HighlyStructured.com is a blog website run by Mike D'Agostino about search engine positioning, online marketing, php/MySQL, tae kwon do, and various other topics.

Creating a Static HTML Archive from a MySQL Database Using PHP

December 05, 2005

In an earlier entry I described how this site was created. In essence, I've created my own content management system which uses a MySQL database to store all the data, and a PHP script that converts the data into static HTML. This ensures that all the data stored in the database will get picked up by the search engines. But, there is much more involved than that and I feel as though I owe more of an explanation.

Benefits of creating static HTML pages from data stored in a database

The number one benefit is that all your precious content stored in your database will have a better chance of getting picked up on Google and the other search engines and will give your pages a better chance of ranking higher. On other levels, using this method allows you to build in to your database all kinds of opportunities to optimize your web pages.

Database structure

This website uses a small number of tables in the MySQL database. Here's a description:

Base elements:
This table contains basic elements that will be used on every page of the website. These include the header image (right now the HighlyStructured.com logo), the footer element, along with beginning and ending HTML code (explained further below). Think of this table as holding global variables.

As the name implies, this table contains all the categories that all the postings on the site can fall in to. In addition to just the names of the categories, I've included room to specify the content for the title tag, keywords and description META tags, and filename.

This table contains the data for every posting on this site. Again, along with the basic name/description field, I also have room to enter in individual title tags, keywords and description META tags, and the filename.

Static pages:
This table contains all the data for the "static" pages of the site. When I say static I mean pages that appear above the "Categories" navigation section and appear on every page. Just like the Postings database table, these pages have fields for the title tag, keywords and description META tags, and filename. In addition, I've included a "rank" field which allows me to specify the order in which these links will appear.

Now the database is set up and I've constructed my administrative interface that allows me to update everything. I've designed a basic layout and I've converted that layout to HTML using style sheets. In the past I've used tables to construct my layouts (and I still use them for most projects today), although I've been experimenting with CSS and I'm starting to move towards using CSS to control my layouts.

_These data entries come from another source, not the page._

//! The Makefile object model.
//!
//! A [`Makefile`] owns global variables, pattern-scoped variables, macro
//! definitions, an ordered list of [`Rule`]s and include directives. All
//! naming and uniqueness invariants are checked when something is added, so a
//! model that was built without error always serialises to a valid file.
//! Serialisation order is fixed and otherwise follows insertion order.

use std::collections::HashSet;

use indexmap::IndexMap;
use tracing::debug;

use super::error::MakeError;
use super::fragment::{Fragment, ToFragment};
use super::symbols::{Pattern, Variable};
use super::syntax::SyntaxContext;
use super::writer::MakeWriter;

/// A shell command or variable value.
#[derive(Debug, Clone, PartialEq, Eq)]
pub enum Shell {
    /// A complete command line emitted without quoting.
    Line(Fragment),
    /// Separate arguments, each quoted as one shell word.
    Words(Vec<Fragment>),
}

impl From<Fragment> for Shell {
    fn from(line: Fragment) -> Self {
        Self::Line(line)
    }
}

impl From<Vec<Fragment>> for Shell {
    fn from(words: Vec<Fragment>) -> Self {
        Self::Words(words)
    }
}

impl From<&str> for Shell {
    fn from(line: &str) -> Self {
        Self::Line(Fragment::literal(line))
    }
}

/// How a variable is expanded.
#[derive(Debug, Clone, Copy, PartialEq, Eq, Hash, Default)]
pub enum Flavor {
    /// Expanded once at definition, written with `:=`.
    #[default]
    Simple,
    /// Expanded at every use, written with `=`.
    Recursive,
    /// A `define ... endef` macro block.
    Define,
}

impl Flavor {
    const fn assignment(self) -> Option<Assignment> {
        match self {
            Self::Simple => Some(Assignment::Simple),
            Self::Recursive => Some(Assignment::Recursive),
            Self::Define => None,
        }
    }
}

/// Assignment operator of a stored variable.
#[derive(Debug, Clone, Copy, PartialEq, Eq)]
enum Assignment {
    Simple,
    Recursive,
}

impl Assignment {
    const fn operator(self) -> &'static str {
        match self {
            Self::Simple => " := ",
            Self::Recursive => " = ",
        }
    }
}

/// Commands run to bring a rule's targets up to date.
#[derive(Debug, Clone, PartialEq, Eq)]
pub enum Recipe {
    /// Command lines written under the rule, one per tab-indented line.
    Inline(Vec<Shell>),
    /// A reference to a shared macro, written on the rule line after `;`.
    Shared(Fragment),
}

/// A rule under construction.
///
/// ```rust
/// use mkgen::make::fragment::PathRef;
/// use mkgen::make::makefile::{Makefile, Rule};
///
/// let mut makefile = Makefile::new();
/// makefile
///     .rule(Rule::new([PathRef::build("all")]).deps([PathRef::build("prog")]).phony())
///     .expect("fresh target");
/// assert!(makefile.render().contains(".PHONY: all\nall: prog\n"));
/// ```
#[derive(Debug, Clone, PartialEq, Eq)]
pub struct Rule {
    targets: Vec<Fragment>,
    deps: Vec<Fragment>,
    order_only: Vec<Fragment>,
    recipe: Option<Recipe>,
    variables: IndexMap<Variable, Shell>,
    phony: bool,
}

impl Rule {
    /// Start a rule producing `targets`.
    pub fn new<T: Into<Fragment>>(targets: impl IntoIterator<Item = T>) -> Self {
        Self {
            targets: targets.into_iter().map(Into::into).collect(),
            deps: Vec::new(),
            order_only: Vec::new(),
            recipe: None,
            variables: IndexMap::new(),
            phony: false,
        }
    }

    /// Append normal prerequisites.
    #[must_use]
    pub fn deps<T: Into<Fragment>>(mut self, deps: impl IntoIterator<Item = T>) -> Self {
        self.deps.extend(deps.into_iter().map(Into::into));
        self
    }

    /// Append order-only prerequisites.
    #[must_use]
    pub fn order_only<T: Into<Fragment>>(mut self, deps: impl IntoIterator<Item = T>) -> Self {
        self.order_only.extend(deps.into_iter().map(Into::into));
        self
    }

    /// Use `commands` as an inline recipe.
    #[must_use]
    pub fn recipe(mut self, commands: Vec<Shell>) -> Self {
        self.recipe = Some(Recipe::Inline(commands));
        self
    }

    /// Use a shared macro (or macro call) as the recipe.
    #[must_use]
    pub fn shared_recipe(mut self, recipe: &impl ToFragment) -> Self {
        self.recipe = Some(Recipe::Shared(recipe.to_fragment()));
        self
    }

    /// Override `var` for this rule's targets only.
    #[must_use]
    pub fn variable(mut self, var: Variable, value: impl Into<Shell>) -> Self {
        self.variables.insert(var, value.into());
        self
    }

    /// Mark the targets as phony.
    #[must_use]
    pub const fn phony(mut self) -> Self {
        self.phony = true;
        self
    }

    /// Targets produced by the rule.
    #[must_use]
    pub fn targets(&self) -> &[Fragment] {
        &self.targets
    }

    /// Normal prerequisites.
    #[must_use]
    pub fn dependencies(&self) -> &[Fragment] {
        &self.deps
    }

    /// Order-only prerequisites.
    #[must_use]
    pub fn order_only_dependencies(&self) -> &[Fragment] {
        &self.order_only
    }

    /// The recipe, if any.
    #[must_use]
    pub const fn recipe_body(&self) -> Option<&Recipe> {
        self.recipe.as_ref()
    }

    /// Whether the targets are phony.
    #[must_use]
    pub const fn is_phony(&self) -> bool {
        self.phony
    }
}

/// An `include` directive.
#[derive(Debug, Clone, PartialEq, Eq)]
pub struct Include {
    /// File to include.
    pub name: Fragment,
    /// Whether a missing file is tolerated (`-include`).
    pub optional: bool,
}

type VariableTable = IndexMap<Variable, (Shell, Assignment)>;

/// The Makefile being generated.
#[derive(Debug, Clone)]
pub struct Makefile {
    globals: VariableTable,
    scoped: IndexMap<Pattern, VariableTable>,
    defines: IndexMap<Variable, Vec<Shell>>,
    rules: Vec<Rule>,
    targets: HashSet<String>,
    includes: Vec<Include>,
}

impl Default for Makefile {
    fn default() -> Self {
        Self::new()
    }
}

impl Makefile {
    /// Create a Makefile with the `%` scope and the `,` helper variable
    /// that function arguments use to escape commas.
    #[must_use]
    pub fn new() -> Self {
        let mut globals = VariableTable::new();
        globals.insert(Variable::new(","), (Shell::from(","), Assignment::Simple));
        let mut scoped = IndexMap::new();
        scoped.insert(Pattern::any(), VariableTable::new());
        Self {
            globals,
            scoped,
            defines: IndexMap::new(),
            rules: Vec::new(),
            targets: HashSet::new(),
            includes: Vec::new(),
        }
    }

    /// Declare a variable, globally or scoped to targets matching `scope`.
    ///
    /// A [`Flavor::Define`] variable becomes a one-line macro.
    ///
    /// # Errors
    ///
    /// Returns [`MakeError::DuplicateVariable`] when the name is taken in that
    /// scope, and [`MakeError::ScopedDefine`] for a scoped macro.
    pub fn variable(
        &mut self,
        name: impl Into<Variable>,
        value: impl Into<Shell>,
        flavor: Flavor,
        scope: Option<&Pattern>,
    ) -> Result<Variable, MakeError> {
        let var = name.into();
        self.ensure_free(&var, scope)?;
        let shell = value.into();
        match (flavor.assignment(), scope) {
            (None, Some(_)) => {
                return Err(MakeError::ScopedDefine {
                    name: var.name().to_owned(),
                });
            }
            (None, None) => {
                self.defines.insert(var.clone(), vec![shell]);
            }
            (Some(assignment), Some(pattern)) => {
                self.scoped
                    .entry(pattern.clone())
                    .or_default()
                    .insert(var.clone(), (shell, assignment));
            }
            (Some(assignment), None) => {
                self.globals.insert(var.clone(), (shell, assignment));
            }
        }
        Ok(var)
    }

    /// Declare a variable unless one with that name already exists in
    /// `scope`, returning the handle either way.
    ///
    /// # Errors
    ///
    /// Returns [`MakeError::ScopedDefine`] for a scoped macro.
    pub fn variable_or_existing(
        &mut self,
        name: impl Into<Variable>,
        value: impl Into<Shell>,
        flavor: Flavor,
        scope: Option<&Pattern>,
    ) -> Result<Variable, MakeError> {
        let var = name.into();
        if self.has_variable(&var, scope) {
            return Ok(var);
        }
        debug!(variable = %var, "declaring shared variable");
        self.variable(var, value, flavor, scope)
    }

    /// Declare a multi-line macro.
    ///
    /// # Errors
    ///
    /// Returns [`MakeError::DuplicateVariable`] when the name is taken.
    pub fn define(
        &mut self,
        name: impl Into<Variable>,
        lines: Vec<Shell>,
    ) -> Result<Variable, MakeError> {
        let var = name.into();
        self.ensure_free(&var, None)?;
        self.defines.insert(var.clone(), lines);
        Ok(var)
    }

    /// Whether `name` is declared in `scope`. Global variables and macros
    /// share one namespace.
    #[must_use]
    pub fn has_variable(&self, name: &Variable, scope: Option<&Pattern>) -> bool {
        match scope {
            Some(pattern) => self
                .scoped
                .get(pattern)
                .is_some_and(|table| table.contains_key(name)),
            None => self.globals.contains_key(name) || self.defines.contains_key(name),
        }
    }

    fn ensure_free(&self, var: &Variable, scope: Option<&Pattern>) -> Result<(), MakeError> {
        if self.has_variable(var, scope) {
            return Err(MakeError::DuplicateVariable {
                name: var.name().to_owned(),
                scope: scope.map(|p| p.template().to_owned()),
            });
        }
        Ok(())
    }

    /// Add `rule`.
    ///
    /// All targets are checked before any is claimed, so a rejected rule
    /// leaves the model untouched.
    ///
    /// # Errors
    ///
    /// Returns [`MakeError::EmptyTargets`] for a rule without targets and
    /// [`MakeError::DuplicateTarget`] when any target is already claimed or
    /// listed twice.
    pub fn rule(&mut self, rule: Rule) -> Result<(), MakeError> {
        if rule.targets.is_empty() {
            return Err(MakeError::EmptyTargets);
        }
        let mut claimed = HashSet::with_capacity(rule.targets.len());
        for target in &rule.targets {
            let key = target.render(SyntaxContext::Target);
            if self.targets.contains(&key) || claimed.contains(&key) {
                return Err(MakeError::DuplicateTarget { target: key });
            }
            claimed.insert(key);
        }
        self.targets.extend(claimed);
        self.rules.push(rule);
        Ok(())
    }

    /// Whether a rule already produces `target`.
    #[must_use]
    pub fn has_rule(&self, target: &impl ToFragment) -> bool {
        self.targets
            .contains(&target.to_fragment().render(SyntaxContext::Target))
    }

    /// Record an include directive.
    pub fn include(&mut self, name: impl Into<Fragment>, optional: bool) {
        self.includes.push(Include {
            name: name.into(),
            optional,
        });
    }

    /// Rules in declaration order.
    #[must_use]
    pub fn rules(&self) -> &[Rule] {
        &self.rules
    }

    /// Include directives in declaration order.
    #[must_use]
    pub fn includes(&self) -> &[Include] {
        &self.includes
    }

    /// Serialise the model.
    #[must_use]
    pub fn render(&self) -> String {
        let mut out = MakeWriter::new();
        out.write_literal(".SUFFIXES:\n\n");

        for (name, (value, assignment)) in &self.globals {
            write_variable(&mut out, None, name, value, *assignment);
        }
        if !self.globals.is_empty() {
            out.write_literal("\n");
        }

        let mut any_scoped = false;
        for (pattern, table) in &self.scoped {
            for (name, (value, assignment)) in table {
                any_scoped = true;
                write_variable(&mut out, Some(&pattern.to_fragment()), name, value, *assignment);
            }
        }
        if any_scoped {
            out.write_literal("\n");
        }

        for (name, lines) in &self.defines {
            out.write_literal("define ");
            out.write_literal(name.name());
            out.write_literal("\n");
            for line in lines {
                out.write_shell(line);
                out.write_literal("\n");
            }
            out.write_literal("endef\n\n");
        }

        for rule in &self.rules {
            write_rule(&mut out, rule);
        }

        for include in &self.includes {
            out.write_literal(if include.optional { "-include " } else { "include " });
            out.write(&include.name, SyntaxContext::Target);
            out.write_literal("\n");
        }
        out.into_string()
    }
}

fn write_variable(
    out: &mut MakeWriter,
    target: Option<&Fragment>,
    name: &Variable,
    value: &Shell,
    assignment: Assignment,
) {
    if let Some(target) = target {
        out.write(target, SyntaxContext::Target);
        out.write_literal(": ");
    }
    out.write_literal(name.name());
    out.write_literal(assignment.operator());
    out.write_shell(value);
    out.write_literal("\n");
}

fn write_rule(out: &mut MakeWriter, rule: &Rule) {
    for target in &rule.targets {
        for (name, value) in &rule.variables {
            write_variable(out, Some(target), name, value, Assignment::Simple);
        }
    }

    if rule.phony {
        out.write_literal(".PHONY: ");
        out.write_each(&rule.targets, SyntaxContext::Dependency, " ", "", "");
        out.write_literal("\n");
    }

    out.write_each(&rule.targets, SyntaxContext::Target, " ", "", "");
    out.write_literal(":");
    out.write_each(&rule.deps, SyntaxContext::Dependency, " ", " ", "");
    out.write_each(&rule.order_only, SyntaxContext::Dependency, " ", " | ", "");

    match &rule.recipe {
        Some(Recipe::Shared(recipe)) => {
            out.write_literal(" ; ");
            out.write(recipe, SyntaxContext::ShellLine);
        }
        Some(Recipe::Inline(commands)) => {
            for command in commands {
                out.write_literal("\n\t");
                out.write_shell(command);
            }
        }
        None => {}
    }
    out.write_literal("\n\n");
}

Creating the static HTML pages

Now that everything is set up it is time to convert the database elements to static HTML pages. In essence, what I'm doing is recreating the pages exactly as they would appear if I were using PHP to display the pages. Only I'm storing the resulting code in a variable and writing that variable to a file using PHP.

The first step is to create the individual posting pages and "static" pages. My method is to first call the base elements. These specify the beginning HTML code (DOC TYPE, etc.) that appear before and at the beginning of the HEAD tag.

Next I call each individual posting. Remember that I've built in to the database fields for the title tag, keywords and description META tags, and even the filename. So, I cycle through each posting, get the META tags etc., use the code from the predefined layout I created using HTML/CSS, get in the footer and ending HTML code (stored in the base elements table), and store all that code in one variable.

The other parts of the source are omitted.